Lizzie Ens, health coach and founder of the clean and non-toxic wellness brand Mrs Commandotold The US Sun that she was only 19 when she made plans to leave her Amish community.
At the age of 19, Lizzie stood on her sister’s roof and gathered the courage to jump.
“It wasn’t just a moment that suddenly happened [decision]“I knew since I was a young teenage girl that I didn’t want to stay there for the rest of my life,” she said.
“It took a few years.”
At the time, Lizzie was staying with her sister in Ohio, where she lived in “the strictest order of Amish society you can grow up in.”
Letters she received from her boyfriend in New York at the time inspired her to take a leap of faith.
“He ran away from the Amish the day before, and I didn’t know he was planning on doing that,” she said.
“He told me he had left, and if I wanted to leave too, they would come that night to pick me up.”
Later that evening, she wrote a suicide note to her mother and climbed onto the five-meter-high roof.
“I sat there for about 30 minutes thinking about how I was going to jump off this roof, and finally I took the plunge,” she said.

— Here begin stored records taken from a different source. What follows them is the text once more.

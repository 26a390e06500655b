//! External AI service clients.
//!
//! Provides the [`EmbeddingProvider`] and [`ChatProvider`] traits, the
//! OpenAI-compatible [`remote::RemoteAi`] implementation, and the prompt +
//! strict-validation layers in [`analysis`] and [`nudgegen`]. Providers are
//! injected into the service at construction time — there are no ambient
//! client globals.

pub mod analysis;
pub mod nudgegen;
pub mod remote;

use async_trait::async_trait;

use crate::error::{Error, Result};

/// Transport-level failure from the chat service.
///
/// Deliberately not a variant of [`Error`]: the same chat call backs
/// summarization, explanation, and nudge generation, and each caller maps
/// the failure into its own pipeline-specific variant.
#[derive(Debug)]
pub struct ChatFailure(pub String);

impl std::fmt::Display for ChatFailure {
    fn fmt(&self, f: &mut std::fmt::Formatter<'_>) -> std::fmt::Result {
        f.write_str(&self.0)
    }
}

impl std::error::Error for ChatFailure {}

/// Trait for embedding text into fixed-dimension vectors.
///
/// Implementations surface any upstream problem (timeout, auth, malformed
/// response, dimension mismatch) as [`Error::Embedding`] — never a zero
/// vector or a cached stale one, since that would corrupt similarity
/// rankings. Embedding is a pure function of its input, so callers may
/// retry at-least-once safely.
#[async_trait]
pub trait EmbeddingProvider: Send + Sync {
    /// Embed a single non-empty text string into a vector.
    async fn embed(&self, text: &str) -> Result<Vec<f32>>;

    /// Number of dimensions this provider produces.
    fn dimensions(&self) -> usize;
}

/// Trait for chat/completion calls against a language model.
#[async_trait]
pub trait ChatProvider: Send + Sync {
    /// One completion round: system prompt + user prompt → reply text.
    async fn complete(
        &self,
        system_prompt: &str,
        user_prompt: &str,
        temperature: f32,
        max_tokens: u32,
    ) -> std::result::Result<String, ChatFailure>;
}

/// Create the remote providers from config.
///
/// Returns a single [`remote::RemoteAi`] handle that implements both traits;
/// the service clones the `Arc` for each role.
pub fn create_providers(
    config: &crate::config::AiConfig,
) -> anyhow::Result<std::sync::Arc<remote::RemoteAi>> {
    Ok(std::sync::Arc::new(remote::RemoteAi::new(config)?))
}

/// Reject empty or oversized text before it reaches the embedding service.
pub(crate) fn check_embed_input(text: &str) -> Result<()> {
    if text.trim().is_empty() {
        return Err(Error::Embedding("cannot embed empty text".into()));
    }
    Ok(())
}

“I knew if I broke a bone I would be stuck there.
“I was in the hospital recovering from a broken bone, and the community said, ‘That’s what happens when you run away.’”
SUPER STRICT EDUCATION
Lizzie, who has a twin sister and comes from a mother-led family of 18 children, felt the Amish lifestyle was not for her, even though her family remained members of the covenant.
She explained that Rumspringa, a rite of passage that normally relaxes restrictions for Amish teens around age 16, did not apply to her.

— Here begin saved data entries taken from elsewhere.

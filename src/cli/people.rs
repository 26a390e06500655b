use anyhow::Result;

use keepsake::MemoryService;

pub fn list(service: &MemoryService, user: &str) -> Result<()> {
    let people = service.list_people(user)?;
    if people.is_empty() {
        println!("No people recorded yet.");
        return Ok(());
    }
    for person in &people {
        match &person.relationship {
            Some(rel) => println!("  {} — {} ({})", person.name, rel, person.id),
            None => println!("  {} ({})", person.name, person.id),
        }
    }
    Ok(())
}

“The [community] “The community I grew up in is the strictest you can ever grow up in,” she said.
“A misconception is Rumspringa, where teens are allowed to go out and explore the world, drive a car, dress in non-Amish clothing and then decide for themselves whether they want to leave or not,” she said.

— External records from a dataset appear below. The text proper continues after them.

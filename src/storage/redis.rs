use async_trait::async_trait;
use redis::{aio::MultiplexedConnection, AsyncCommands, Client};
use uuid::Uuid;

use crate::{
    error::AppResult,
    services::events::{DashboardEvent, EventPublisher},
};

const EVENT_CHANNEL_PREFIX: &str = "events:";

pub fn event_channel(organization_id: Uuid) -> String {
    format!("{}{}", EVENT_CHANNEL_PREFIX, organization_id)
}

#[derive(Clone)]
pub struct RedisClient {
    client: Client,
    conn: MultiplexedConnection,
}

impl RedisClient {
    pub async fn new(url: &str) -> AppResult<Self> {
        let client = Client::open(url)?;
        let conn = client.get_multiplexed_async_connection().await?;
        Ok(Self { client, conn })
    }

    pub async fn publish_event(&self, organization_id: Uuid, payload: &str) -> AppResult<()> {
        let mut conn = self.conn.clone();
        let _: i64 = conn.publish(event_channel(organization_id), payload).await?;
        Ok(())
    }

    /// Pattern subscription over every organization's event channel.
    pub async fn subscribe_events(&self) -> AppResult<redis::aio::PubSub> {
        let mut pubsub = self.client.get_async_pubsub().await?;
        pubsub
            .psubscribe(format!("{}*", EVENT_CHANNEL_PREFIX))
            .await?;
        Ok(pubsub)
    }
}

#[async_trait]
impl EventPublisher for RedisClient {
    async fn publish(&self, event: &DashboardEvent) -> AppResult<()> {
        let payload = serde_json::to_string(event)?;
        self.publish_event(event.organization_id, &payload).await
    }
}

“Where I come from, we weren’t allowed to do that.
“Everything was completely impossible to go out and experience the world.”
NOT EVEN AN INDOOR TOILET
Her community’s self-denial practices left her without sanitation, electricity, running water, and processed foods.
“They grow most of their own food and live off what the land provides,” she said.
“They just don’t use any modern technology, period.”
To go to the toilet or shower, Lizzie and her community went to outdoor toilets, where they often used newspaper and had hot water in bathtubs.
In winter the family relied on wood stoves, but they were not allowed to dress warmly to stay warm in the bitter cold.
“Women are only allowed to wear dresses, so if it’s really cold and windy, the wind will blow through your dress,” Lizzie says.
“That was one of the worst things. I had never worn pants in my entire life; I didn’t even know what it felt like.”
RUN AWAY
Two weeks after her departure, she was found by her mother and twin sister and they tried to persuade her to return.
“It was hard because it wasn’t that I didn’t love my mom, and it wasn’t that I didn’t love my sisters and siblings,” she said.
“I just knew I didn’t belong there anymore.”
Almost twenty years after her departure, the now 38-year-old looks back on the period of adjustment to the ‘real world’.
Highlights include flipping a light switch in a room, experiencing a shower, using a microwave and discovering a drive-through, all for the first time at age 19.
Lizzie currently lives in Phoenix, Arizona, with her five-year-old son.
She explained that the Amish lifestyle was not for her, but that she would pass on the Amish community principles to her only child.
“I agree that they teach valuable life lessons to children. We learn to have a strong work ethic, we are creative, we are structured and disciplined,” she said.
“That’s a big part that’s missing in the modern world: structure and discipline. We had no electronics, no TV, we [couldn’t] “Just say, ‘Hey, I’m just going to watch Netflix today and not do any work.’”
Lizzie, who calls herself a “visionary,” added that she has also gained more respect for her community and the bonds between them in recent times.
“I think a lot of people can learn a lot from it,” she said.
“When my father died unexpectedly when I was 13, the entire community came together.
“They dropped everything to help the family that just lost a loved one. That’s something they’re really, really good at.
“You can leave something behind and still respect and honor it. For me, my job is to respect and honor what it taught me.”